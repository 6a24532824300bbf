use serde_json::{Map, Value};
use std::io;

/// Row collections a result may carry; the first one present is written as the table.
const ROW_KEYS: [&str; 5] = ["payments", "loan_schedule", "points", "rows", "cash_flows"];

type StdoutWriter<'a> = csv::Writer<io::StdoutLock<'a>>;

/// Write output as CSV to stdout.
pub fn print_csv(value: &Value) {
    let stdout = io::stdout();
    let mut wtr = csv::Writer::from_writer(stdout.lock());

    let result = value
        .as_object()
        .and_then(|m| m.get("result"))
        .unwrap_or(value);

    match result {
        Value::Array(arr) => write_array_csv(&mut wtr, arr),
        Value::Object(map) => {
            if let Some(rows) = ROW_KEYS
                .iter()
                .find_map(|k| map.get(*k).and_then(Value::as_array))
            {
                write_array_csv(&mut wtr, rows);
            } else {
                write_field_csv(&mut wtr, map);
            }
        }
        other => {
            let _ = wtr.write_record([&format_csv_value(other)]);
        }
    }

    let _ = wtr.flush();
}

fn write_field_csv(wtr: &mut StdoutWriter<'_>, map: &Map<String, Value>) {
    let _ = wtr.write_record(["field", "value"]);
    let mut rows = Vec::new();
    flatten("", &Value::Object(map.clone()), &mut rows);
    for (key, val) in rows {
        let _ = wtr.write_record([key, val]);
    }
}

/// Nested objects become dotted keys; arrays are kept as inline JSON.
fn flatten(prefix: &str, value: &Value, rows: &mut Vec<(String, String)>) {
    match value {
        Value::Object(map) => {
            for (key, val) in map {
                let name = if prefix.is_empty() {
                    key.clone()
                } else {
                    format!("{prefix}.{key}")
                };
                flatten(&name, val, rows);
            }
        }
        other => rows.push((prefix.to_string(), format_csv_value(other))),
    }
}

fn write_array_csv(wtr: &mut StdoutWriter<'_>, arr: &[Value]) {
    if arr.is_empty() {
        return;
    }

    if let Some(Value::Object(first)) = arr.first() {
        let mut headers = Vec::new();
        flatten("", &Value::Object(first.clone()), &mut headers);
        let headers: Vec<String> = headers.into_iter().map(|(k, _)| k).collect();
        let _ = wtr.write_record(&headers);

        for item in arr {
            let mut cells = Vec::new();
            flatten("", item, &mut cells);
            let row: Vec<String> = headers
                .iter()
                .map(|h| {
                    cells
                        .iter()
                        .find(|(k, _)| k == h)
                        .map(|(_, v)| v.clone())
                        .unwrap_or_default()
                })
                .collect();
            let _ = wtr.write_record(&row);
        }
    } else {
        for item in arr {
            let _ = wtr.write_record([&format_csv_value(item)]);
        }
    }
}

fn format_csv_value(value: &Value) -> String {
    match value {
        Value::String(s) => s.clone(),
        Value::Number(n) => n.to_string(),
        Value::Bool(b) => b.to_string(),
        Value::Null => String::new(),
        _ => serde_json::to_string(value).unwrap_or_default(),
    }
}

---

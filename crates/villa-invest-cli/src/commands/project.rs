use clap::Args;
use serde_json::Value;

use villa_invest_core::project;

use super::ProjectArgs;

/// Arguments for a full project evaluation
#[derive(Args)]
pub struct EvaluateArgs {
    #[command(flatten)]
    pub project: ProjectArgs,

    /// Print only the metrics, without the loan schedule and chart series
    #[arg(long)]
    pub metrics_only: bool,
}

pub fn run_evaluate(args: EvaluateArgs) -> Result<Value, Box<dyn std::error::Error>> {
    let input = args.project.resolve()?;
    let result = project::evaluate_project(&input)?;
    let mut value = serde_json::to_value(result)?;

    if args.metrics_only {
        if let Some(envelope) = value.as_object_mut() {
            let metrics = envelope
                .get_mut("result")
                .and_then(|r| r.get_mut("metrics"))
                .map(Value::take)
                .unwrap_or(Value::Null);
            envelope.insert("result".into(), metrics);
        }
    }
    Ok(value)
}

...

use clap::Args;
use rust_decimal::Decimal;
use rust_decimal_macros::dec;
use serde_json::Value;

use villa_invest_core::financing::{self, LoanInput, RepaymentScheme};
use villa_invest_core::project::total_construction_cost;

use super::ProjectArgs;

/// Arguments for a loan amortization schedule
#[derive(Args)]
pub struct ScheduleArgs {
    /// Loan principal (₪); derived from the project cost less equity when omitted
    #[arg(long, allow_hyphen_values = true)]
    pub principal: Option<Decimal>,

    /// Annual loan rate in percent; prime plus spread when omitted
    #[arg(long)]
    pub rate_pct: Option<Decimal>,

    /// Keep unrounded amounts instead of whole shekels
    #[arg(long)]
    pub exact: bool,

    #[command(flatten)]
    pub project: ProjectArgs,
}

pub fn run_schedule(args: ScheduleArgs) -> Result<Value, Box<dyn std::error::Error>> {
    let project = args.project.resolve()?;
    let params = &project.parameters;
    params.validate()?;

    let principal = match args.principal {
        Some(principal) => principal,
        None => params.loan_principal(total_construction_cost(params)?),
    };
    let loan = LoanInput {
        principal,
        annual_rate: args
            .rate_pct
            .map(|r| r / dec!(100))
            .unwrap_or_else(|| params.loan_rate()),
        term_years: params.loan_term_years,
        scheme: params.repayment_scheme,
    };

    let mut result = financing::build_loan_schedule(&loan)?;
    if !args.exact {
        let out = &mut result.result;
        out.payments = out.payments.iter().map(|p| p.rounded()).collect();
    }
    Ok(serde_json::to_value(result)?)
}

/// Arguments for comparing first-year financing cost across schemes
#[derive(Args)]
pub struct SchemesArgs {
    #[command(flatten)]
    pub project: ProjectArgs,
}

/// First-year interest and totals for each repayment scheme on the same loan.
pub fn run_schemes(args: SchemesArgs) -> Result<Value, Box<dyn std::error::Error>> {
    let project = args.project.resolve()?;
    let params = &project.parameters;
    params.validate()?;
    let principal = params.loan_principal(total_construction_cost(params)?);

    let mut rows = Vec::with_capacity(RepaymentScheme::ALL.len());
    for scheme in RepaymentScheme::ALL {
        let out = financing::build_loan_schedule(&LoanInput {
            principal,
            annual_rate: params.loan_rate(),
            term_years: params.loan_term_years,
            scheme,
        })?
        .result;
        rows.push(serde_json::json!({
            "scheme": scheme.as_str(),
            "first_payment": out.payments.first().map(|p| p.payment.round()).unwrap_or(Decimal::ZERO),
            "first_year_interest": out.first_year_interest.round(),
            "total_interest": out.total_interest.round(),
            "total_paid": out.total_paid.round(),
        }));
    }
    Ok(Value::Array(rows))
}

### Requirement
Repeat exactly the lines above from the one with "as inline JSON." up to and including the one with "let mut headers = Vec::new();". No other line belongs in the reply.

### The completed task
/// Nested objects become dotted keys; arrays are kept as inline JSON.
fn flatten(prefix: &str, value: &Value, rows: &mut Vec<(String, String)>) {
    match value {
        Value::Object(map) => {
            for (key, val) in map {
                let name = if prefix.is_empty() {
                    key.clone()
                } else {
                    format!("{prefix}.{key}")
                };
                flatten(&name, val, rows);
            }
        }
        other => rows.push((prefix.to_string(), format_csv_value(other))),
    }
}

fn write_array_csv(wtr: &mut StdoutWriter<'_>, arr: &[Value]) {
    if arr.is_empty() {
        return;
    }

    if let Some(Value::Object(first)) = arr.first() {
        let mut headers = Vec::new();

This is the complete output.